» **Task to carry out**
Only one stretch of the listing below is wanted. Give it again exactly, from the line with "-c, --config <FILE>" through the line with "to parse config".

» **Dataset**
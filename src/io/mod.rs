//! Transport boundary: UDP sensor input and TCP streaming output.

pub mod messages;
pub mod sensor_receiver;
pub mod stream_publisher;

pub use messages::{SensorMessage, StreamMessage};
pub use sensor_receiver::{ReceiverConfig, SensorReceiver};
pub use stream_publisher::{PublisherConfig, StreamPublisher, StreamServer};
//! State management for the multi-threaded localization daemon.

mod channels;
mod shared;

pub use channels::{
    create_command_channel, create_odom_channel, create_scan_channel, CommandReceiver,
    CommandSender, FilterCommand, OdomReceiver, OdomSender, ScanReceiver, ScanSender,
};
pub use shared::{create_shared_state, FilterState, FilterStats, SharedState, SharedStateHandle};
//! DhruvaMCL - Monte Carlo Localization daemon.
//!
//! Localizes a robot on a known occupancy map from UDP odometry and
//! lidar scans, streaming pose estimates, particle clouds and the
//! map->odom correction to TCP clients.
//!
//! # Usage
//!
//! ```bash
//! # With default config
//! cargo run --release -- --map maps/office.json
//!
//! # With custom config file
//! cargo run --release -- --config dhruva-mcl.toml
//! ```

use std::fs;
use std::io::Write;
use std::sync::atomic::{AtomicBool, Ordering};
use std::sync::Arc;

use serde::Deserialize;

use dhruva_mcl::io::{PublisherConfig, ReceiverConfig, SensorReceiver, StreamPublisher, StreamServer};
use dhruva_mcl::localization::{
    FilterConfig, MclFilter, MotionModelConfig, ResamplerConfig, SensorModelConfig,
};
use dhruva_mcl::map::OccupancyField;
use dhruva_mcl::state::create_shared_state;
use dhruva_mcl::tf::CorrectionSlot;
use dhruva_mcl::threads::{
    CorrectionThread, CorrectionThreadConfig, EstimationThread, EstimationThreadConfig,
    PublisherThread, PublisherThreadConfig,
};

// ============================================================================
// Configuration
// ============================================================================

#[derive(Debug, Deserialize, Default)]
struct Config {
    #[serde(default)]
    source: SourceConfig,
    #[serde(default)]
    output: OutputConfig,
    #[serde(default)]
    map: MapConfig,
    #[serde(default)]
    filter: FilterCfg,
    #[serde(default)]
    noise: NoiseConfig,
    #[serde(default)]
    sensor: SensorConfig,
    #[serde(default)]
    estimation: EstimationConfig,
    #[serde(default)]
    transform: TransformConfig,
}

#[derive(Debug, Deserialize)]
#[serde(default)]
struct SourceConfig {
    /// UDP port for incoming sensor data.
    udp_port: u16,
}

impl Default for SourceConfig {
    fn default() -> Self {
        Self { udp_port: 5600 }
    }
}

#[derive(Debug, Deserialize)]
#[serde(default)]
struct OutputConfig {
    /// TCP port for visualization clients.
    bind_port: u16,
    /// State publish rate period (milliseconds).
    publish_period_ms: u64,
}

impl Default for OutputConfig {
    fn default() -> Self {
        Self {
            bind_port: 5601,
            publish_period_ms: 100,
        }
    }
}

#[derive(Debug, Deserialize, Default)]
#[serde(default)]
struct MapConfig {
    /// Path to the map file (JSON with base64 cells).
    file: Option<String>,
}

#[derive(Debug, Deserialize)]
#[serde(default)]
struct FilterCfg {
    initial_particles: usize,
    min_particles: usize,
    decay_rate: f64,
    /// Per-axis linear update threshold (meters).
    d_thresh: f64,
    /// Angular update threshold (radians).
    a_thresh: f64,
    /// Random seed (0 for entropy).
    seed: u64,
}

impl Default for FilterCfg {
    fn default() -> Self {
        Self {
            initial_particles: 300,
            min_particles: 50,
            decay_rate: 0.98,
            d_thresh: 0.02,
            a_thresh: std::f64::consts::PI / 6.0,
            seed: 0,
        }
    }
}

#[derive(Debug, Deserialize)]
#[serde(default)]
struct NoiseConfig {
    sigma_xy_odom: f64,
    sigma_theta_odom: f64,
    sigma_xy_resample: f64,
    sigma_theta_resample: f64,
    sigma_xy_init: f64,
    sigma_theta_init: f64,
}

impl Default for NoiseConfig {
    fn default() -> Self {
        Self {
            sigma_xy_odom: 0.1,
            sigma_theta_odom: 0.1,
            sigma_xy_resample: 0.07,
            sigma_theta_resample: 0.3,
            sigma_xy_init: 0.4,
            sigma_theta_init: 0.3,
        }
    }
}

#[derive(Debug, Deserialize)]
#[serde(default)]
struct SensorConfig {
    /// Scan endpoints closer than this to an obstacle count as hits (meters).
    close_obstacle_dist: f64,
    /// Lidar mounting offset along the robot x axis (meters).
    lidar_offset_x: f64,
}

impl Default for SensorConfig {
    fn default() -> Self {
        Self {
            close_obstacle_dist: 0.01,
            lidar_offset_x: -0.084,
        }
    }
}

#[derive(Debug, Deserialize)]
#[serde(default)]
struct EstimationConfig {
    /// Estimation loop poll interval (milliseconds).
    poll_interval_ms: u64,
    /// Odometry history retention (milliseconds).
    odom_retention_ms: u64,
}

impl Default for EstimationConfig {
    fn default() -> Self {
        Self {
            poll_interval_ms: 100,
            odom_retention_ms: 10_000,
        }
    }
}

#[derive(Debug, Deserialize)]
#[serde(default)]
struct TransformConfig {
    /// Correction publish period (milliseconds).
    publish_period_ms: u64,
    /// Future stamp offset for published corrections (milliseconds).
    lookahead_ms: u64,
}

impl Default for TransformConfig {
    fn default() -> Self {
        Self {
            publish_period_ms: 50,
            lookahead_ms: 100,
        }
    }
}

// ============================================================================
// Argument parsing
// ============================================================================

struct Args {
    config_path: Option<String>,
    map_path: Option<String>,
}

fn parse_args() -> Args {
    let args: Vec<String> = std::env::args().collect();
    let mut result = Args {
        config_path: None,
        map_path: None,
    };

    let mut i = 1;
    while i < args.len() {
        match args[i].as_str() {
            "--config" | "-c" => {
                if i + 1 < args.len() {
                    result.config_path = Some(args[i + 1].clone());
                    i += 1;
                }
            }
            "--map" | "-m" => {
                if i + 1 < args.len() {
                    result.map_path = Some(args[i + 1].clone());
                    i += 1;
                }
            }
            "--help" | "-h" => {
                print_help();
                std::process::exit(0);
            }
            _ => {
                eprintln!("Unknown argument: {}", args[i]);
                print_help();
                std::process::exit(1);
            }
        }
        i += 1;
    }

    result
}

fn print_help() {
    println!("dhruva-mcl - Monte Carlo Localization daemon");
    println!();
    println!("USAGE:");
    println!("    dhruva-mcl [OPTIONS]");
    println!();
    println!("OPTIONS:");
    println!("    -c, --config <FILE>   Config file path (TOML)");
    println!("    -m, --map <FILE>      Map file path (overrides config)");
    println!("    -h, --help            Print help");
}

fn load_config(args: &Args) -> Config {
    match &args.config_path {
        Some(path) => match fs::read_to_string(path) {
            Ok(contents) => match basic_toml::from_str(&contents) {
                Ok(cfg) => {
                    log::info!("Loaded config from {}", path);
                    cfg
                }
                Err(e) => {
                    log::warn!("Failed to parse config {}: {}", path, e);
                    Config::default()
                }
            },
            Err(e) => {
                log::warn!("Failed to read config {}: {}", path, e);
                Config::default()
            }
        },
        None => {
            for path in &["dhruva-mcl.toml", "/etc/dhruva-mcl.toml"] {
                if let Ok(contents) = fs::read_to_string(path) {
                    if let Ok(cfg) = basic_toml::from_str(&contents) {
                        log::info!("Loaded config from {}", path);
                        return cfg;
                    }
                }
            }
            log::info!("No config file found, using defaults");
            Config::default()
        }
    }
}

fn filter_config(config: &Config) -> FilterConfig {
    FilterConfig {
        initial_particles: config.filter.initial_particles,
        min_particles: config.filter.min_particles,
        decay_rate: config.filter.decay_rate,
        d_thresh: config.filter.d_thresh,
        a_thresh: config.filter.a_thresh,
        sigma_xy_init: config.noise.sigma_xy_init,
        sigma_theta_init: config.noise.sigma_theta_init,
        motion: MotionModelConfig {
            sigma_xy: config.noise.sigma_xy_odom,
            sigma_theta: config.noise.sigma_theta_odom,
        },
        sensor: SensorModelConfig {
            close_obstacle_dist: config.sensor.close_obstacle_dist,
            lidar_offset_x: config.sensor.lidar_offset_x,
        },
        resample: ResamplerConfig {
            sigma_xy: config.noise.sigma_xy_resample,
            sigma_theta: config.noise.sigma_theta_resample,
        },
        seed: config.filter.seed,
    }
}

// ============================================================================
// Daemon
// ============================================================================

fn main() {
    // Initialize logging
    env_logger::Builder::from_env(env_logger::Env::default().default_filter_or("info"))
        .format(|buf, record| {
            writeln!(
                buf,
                "[{}] {} - {}",
                record.level(),
                record.target(),
                record.args()
            )
        })
        .init();

    let args = parse_args();
    let config = load_config(&args);

    log::info!("dhruva-mcl starting");

    let running = Arc::new(AtomicBool::new(true));
    let r = running.clone();

    ctrlc::set_handler(move || {
        log::info!("Received shutdown signal");
        r.store(false, Ordering::Relaxed);
    })
    .expect("Error setting Ctrl-C handler");

    if let Err(e) = run_daemon(&config, &args, running) {
        log::error!("Daemon error: {}", e);
        std::process::exit(1);
    }

    log::info!("dhruva-mcl shutdown complete");
}

fn run_daemon(
    config: &Config,
    args: &Args,
    running: Arc<AtomicBool>,
) -> Result<(), Box<dyn std::error::Error>> {
    // 1. Load the map
    let map_path = args
        .map_path
        .as_ref()
        .or(config.map.file.as_ref())
        .ok_or("no map file configured (use --map or [map] file in config)")?;
    let map = Arc::new(OccupancyField::load(map_path)?);
    let (width, height) = map.dimensions();
    log::info!(
        "Loaded map {} ({}x{} cells @ {:.3} m, {} free)",
        map_path,
        width,
        height,
        map.resolution(),
        map.free_cell_count()
    );

    // 2. Shared state and correction slot
    let shared_state = create_shared_state();
    let correction_slot = CorrectionSlot::new();

    // 3. Filter
    let filter = MclFilter::new(filter_config(config), Arc::clone(&map))?;

    // 4. Sensor input (UDP)
    let receiver_config = ReceiverConfig {
        bind_addr: format!("0.0.0.0:{}", config.source.udp_port),
    };
    let (receiver, odom_rx, scan_rx, command_rx) =
        SensorReceiver::new(receiver_config, Arc::clone(&running))?;
    let receiver_handle = std::thread::Builder::new()
        .name("sensor-rx".into())
        .spawn(move || receiver.run())?;

    // 5. Stream output (TCP)
    let publisher_config = PublisherConfig {
        bind_addr: format!("0.0.0.0:{}", config.output.bind_port),
    };
    let server = StreamServer::new(publisher_config, Arc::clone(&running))?;
    let publisher = StreamPublisher::new(server.clients());
    let server_handle = std::thread::Builder::new()
        .name("stream-accept".into())
        .spawn(move || server.run())?;

    // 6. Worker threads
    let estimation = EstimationThread::spawn(
        EstimationThreadConfig {
            poll_interval_ms: config.estimation.poll_interval_ms,
            odom_retention_us: config.estimation.odom_retention_ms * 1_000,
        },
        filter,
        odom_rx,
        scan_rx,
        command_rx,
        Arc::clone(&shared_state),
        correction_slot.clone(),
        Arc::clone(&running),
    );
    let correction = CorrectionThread::spawn(
        CorrectionThreadConfig {
            publish_period_ms: config.transform.publish_period_ms,
            lookahead_ms: config.transform.lookahead_ms,
        },
        correction_slot,
        publisher.clone(),
        Arc::clone(&running),
    );
    let state_publisher = PublisherThread::spawn(
        PublisherThreadConfig {
            publish_period_ms: config.output.publish_period_ms,
        },
        shared_state,
        publisher,
        Arc::clone(&running),
    );

    log::info!(
        "Daemon running (sensor UDP :{}, stream TCP :{})",
        config.source.udp_port,
        config.output.bind_port
    );

    // 7. Wait for shutdown
    if estimation.join().is_err() {
        log::error!("estimation thread panicked");
    }
    if correction.join().is_err() {
        log::error!("correction thread panicked");
    }
    if state_publisher.join().is_err() {
        log::error!("publisher thread panicked");
    }
    if receiver_handle.join().is_err() {
        log::error!("sensor receiver thread panicked");
    }
    if server_handle.join().is_err() {
        log::error!("stream server thread panicked");
    }

    Ok(())
}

» **Answer area**
    println!("    -c, --config <FILE>   Config file path (TOML)");
    println!("    -m, --map <FILE>      Map file path (overrides config)");
    println!("    -h, --help            Print help");
}

fn load_config(args: &Args) -> Config {
    match &args.config_path {
        Some(path) => match fs::read_to_string(path) {
            Ok(contents) => match basic_toml::from_str(&contents) {
                Ok(cfg) => {
                    log::info!("Loaded config from {}", path);
                    cfg
                }
                Err(e) => {
                    log::warn!("Failed to parse config {}: {}", path, e);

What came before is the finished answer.